▸ HOW TO COMPLETE THIS TASK:
Determine how many lines in the entries contain the word "true", and give that number with no other text.
::: RECORDS FOR THIS TASK :::
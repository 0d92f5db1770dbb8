//! Caret and selection in the flat offset space

use serde::{Deserialize, Serialize};
use std::ops::Range;

/// Text selection (anchor + active point).
///
/// A collapsed selection is a plain caret.
#[derive(Debug, Clone, Copy, Default, PartialEq, Eq, Serialize, Deserialize)]
pub struct Selection {
    /// The anchor point (fixed during extension)
    pub anchor: usize,
    /// The active point (moves during extension)
    pub active: usize,
}

impl Selection {
    /// Create a new selection
    pub fn new(anchor: usize, active: usize) -> Self {
        Self { anchor, active }
    }

    /// Create a collapsed selection (caret)
    pub fn collapsed(offset: usize) -> Self {
        Self {
            anchor: offset,
            active: offset,
        }
    }

    /// Check if selection is collapsed (no text selected)
    pub fn is_collapsed(&self) -> bool {
        self.anchor == self.active
    }

    /// Ordered `start..end`
    pub fn range(&self) -> Range<usize> {
        self.start()..self.end()
    }

    pub fn start(&self) -> usize {
        self.anchor.min(self.active)
    }

    pub fn end(&self) -> usize {
        self.anchor.max(self.active)
    }

    pub fn len(&self) -> usize {
        self.end() - self.start()
    }

    pub fn is_empty(&self) -> bool {
        self.is_collapsed()
    }

    /// Move the caret, dropping any selection
    pub fn move_to(&mut self, offset: usize) {
        self.anchor = offset;
        self.active = offset;
    }

    /// Extend selection to a new active position
    pub fn extend_to(&mut self, offset: usize) {
        self.active = offset;
    }

    /// Check if an offset is within the selection
    pub fn contains(&self, offset: usize) -> bool {
        self.range().contains(&offset)
    }

    /// Clamp both ends to a document length
    pub fn clamp(&mut self, len: usize) {
        self.anchor = self.anchor.min(len);
        self.active = self.active.min(len);
    }
}

#[cfg(test)]
mod tests {
    use super::*;

    #[test]
    fn test_selection_ordered() {
        let sel = Selection::new(10, 5);
        assert_eq!(sel.range(), 5..10);
        assert_eq!(sel.len(), 5);
        assert!(sel.contains(5));
        assert!(!sel.contains(10));
    }

    #[test]
    fn test_selection_collapsed() {
        let mut sel = Selection::collapsed(5);
        assert!(sel.is_collapsed());
        sel.extend_to(8);
        assert!(!sel.is_collapsed());
        sel.move_to(2);
        assert_eq!(sel, Selection::collapsed(2));
    }

    #[test]
    fn test_clamp() {
        let mut sel = Selection::new(3, 40);
        sel.clamp(12);
        assert_eq!(sel.range(), 3..12);
    }
}
//! Integration tests for document invariants across modules.

use richpage::document::Segment;
use richpage::header_footer::{to_letters, to_roman};
use richpage::{
    paginate, Document, EditOp, EmbeddedObject, HeaderFooterManager, PageGeometry,
    PageNumberFormat, Paragraph, UndoManager,
};

/// Small deterministic generator for edit sequences.
struct Lcg(u64);

impl Lcg {
    fn next(&mut self) -> u64 {
        self.0 = self.0.wrapping_mul(6364136223846793005).wrapping_add(1442695040888963407);
        self.0 >> 33
    }

    fn below(&mut self, bound: usize) -> usize {
        (self.next() % (bound as u64 + 1)) as usize
    }
}

const WORDS: [&str; 6] = ["lorem", " ", "ipsum\n", "é", "dolor sit", "\n"];
const STYLES: [&str; 3] = ["", "font-weight: bold;", "font-style: italic;"];

fn expected_len(doc: &Document) -> usize {
    let units: usize = doc
        .paragraphs()
        .iter()
        .flat_map(Paragraph::segments)
        .map(|segment| match segment {
            Segment::Text { content, .. } => content.chars().count(),
            Segment::Object { .. } => 1,
        })
        .sum();
    units + doc.paragraph_count() - 1
}

fn assert_normalized(doc: &Document) {
    for para in doc.paragraphs() {
        for segment in para.segments() {
            assert!(!(segment.is_text() && segment.is_empty()), "empty text run");
        }
        for pair in para.segments().windows(2) {
            let mergeable = pair[0].is_text() && pair[1].is_text() && pair[0].style() == pair[1].style();
            assert!(!mergeable, "adjacent runs share a style: {:?}", pair);
        }
    }
}

fn random_edits(seed: u64, steps: usize) -> Document {
    let mut rng = Lcg(seed);
    let mut doc = Document::new();
    for _ in 0..steps {
        let len = doc.len();
        match rng.below(4) {
            0 | 1 => {
                let word = WORDS[rng.below(WORDS.len() - 1)];
                let style = STYLES[rng.below(STYLES.len() - 1)];
                doc.insert_text(rng.below(len), word, style).unwrap();
            }
            2 => {
                let a = rng.below(len);
                let b = rng.below(len);
                doc.delete_range(a.min(b), a.max(b)).unwrap();
            }
            3 => doc.insert_object(rng.below(len), EmbeddedObject::image("x.png")).unwrap(),
            _ => {
                let a = rng.below(len);
                let b = rng.below(len);
                let style = STYLES[rng.below(STYLES.len() - 1)];
                doc.set_style(a.min(b), a.max(b), style).unwrap();
            }
        }
    }
    doc
}

#[test]
fn test_offsets_never_drift() {
    for seed in 0..20 {
        let doc = random_edits(seed, 60);
        let len = doc.len();
        assert_eq!(len, expected_len(&doc));
        assert_eq!(doc.text_in_range(0, len).unwrap().chars().count(), len);
        assert_normalized(&doc);
    }
}

#[test]
fn test_set_style_is_idempotent() {
    for seed in 0..10 {
        let mut doc = random_edits(seed, 40);
        let len = doc.len();
        let (start, end) = (len / 3, len - len / 3);
        doc.set_style(start, end, "font-weight: bold;").unwrap();
        let once = doc.clone();
        doc.set_style(start, end, "font-weight: bold;").unwrap();
        assert_eq!(doc, once);
    }
}

#[test]
fn test_insert_then_delete_restores_empty_document() {
    let mut doc = Document::new();
    let before = doc.clone();
    doc.insert_text(0, "hello", "font-weight: bold;").unwrap();
    doc.delete_range(0, 5).unwrap();
    assert_eq!(doc, before);
    assert_eq!(doc.len(), 0);
    assert_eq!(doc.paragraph(0).unwrap().segments().len(), 0);
}

#[test]
fn test_style_merge_across_ranges() {
    let mut doc = Document::new();
    doc.insert_text(0, "abcdefgh", "").unwrap();
    doc.set_style(0, 2, "bold").unwrap();
    doc.set_style(5, 8, "bold").unwrap();
    doc.set_style(2, 5, "bold").unwrap();
    assert_eq!(
        doc.paragraph(0).unwrap().segments(),
        &[Segment::text("abcdefgh", "bold")]
    );
}

#[test]
fn test_every_edit_undoes_exactly() {
    for seed in 0..10 {
        let mut doc = random_edits(seed, 30);
        let mut rng = Lcg(seed + 100);
        let mut history = UndoManager::new(1000);
        history.set_merge_window(0);
        let mut snapshots = Vec::new();

        for _ in 0..20 {
            let len = doc.len();
            let a = rng.below(len);
            let b = rng.below(len);
            let op = match rng.below(3) {
                0 => EditOp::insert(a, "new\ntext", "font-size: 18px;"),
                1 => EditOp::delete(a.min(b), a.max(b)),
                2 => EditOp::set_style(a.min(b), a.max(b), "font-style: italic;"),
                _ => EditOp::transaction(vec![
                    EditOp::delete(a.min(b), a.max(b)),
                    EditOp::insert(a.min(b), "swap", ""),
                ]),
            };
            snapshots.push(doc.clone());
            history.begin_transaction("edit", Default::default());
            let (_, reverse) = doc.apply_with_reverse(op.clone()).unwrap();
            history.record_edit(op, reverse);
            history.commit();
        }

        while let Some(expected) = snapshots.pop() {
            history.undo(&mut doc).unwrap();
            assert_eq!(doc, expected);
        }
        assert!(!history.can_undo());
    }
}

#[test]
fn test_page_number_systems() {
    let letters: Vec<_> = [1, 26, 27, 52, 53, 702, 703].iter().map(|&n| to_letters(n)).collect();
    assert_eq!(letters, ["a", "z", "aa", "az", "ba", "zz", "aaa"]);

    for (n, roman) in [(1, "I"), (4, "IV"), (9, "IX"), (40, "XL"), (1994, "MCMXCIV")] {
        assert_eq!(to_roman(n).unwrap(), roman);
    }
    assert!(PageNumberFormat::Roman.try_format(4000).is_err());
    assert_eq!(PageNumberFormat::Roman.format(4000), "4000");
}

#[test]
fn test_pages_cover_the_document() {
    let doc = random_edits(7, 120);
    let mut headers = HeaderFooterManager::new();
    headers.set_different_first_page(true);
    headers.set_header("Cover", true);
    headers.set_header("Body", false);

    let geometry = PageGeometry::new(200.0, 160.0, 20.0);
    let pages = paginate(&doc, geometry, &headers, &|para: &Paragraph, _: f32| {
        12.0 + para.len() as f32
    });

    assert_eq!(pages.first().map(|p| p.content.start), Some(0));
    assert_eq!(pages.last().map(|p| p.content.end), Some(doc.len()));
    assert_eq!(pages.last().map(|p| p.paragraphs.end), Some(doc.paragraph_count()));
    for pair in pages.windows(2) {
        // Consecutive pages are separated by exactly one paragraph boundary
        assert_eq!(pair[0].content.end + 1, pair[1].content.start);
        assert_eq!(pair[0].paragraphs.end, pair[1].paragraphs.start);
    }
    for (i, page) in pages.iter().enumerate() {
        assert_eq!(page.index, i + 1);
        assert_eq!(page.header, if i == 0 { "Cover" } else { "Body" });
    }
}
:::
▸ RESPONSE TO THE TASK:
2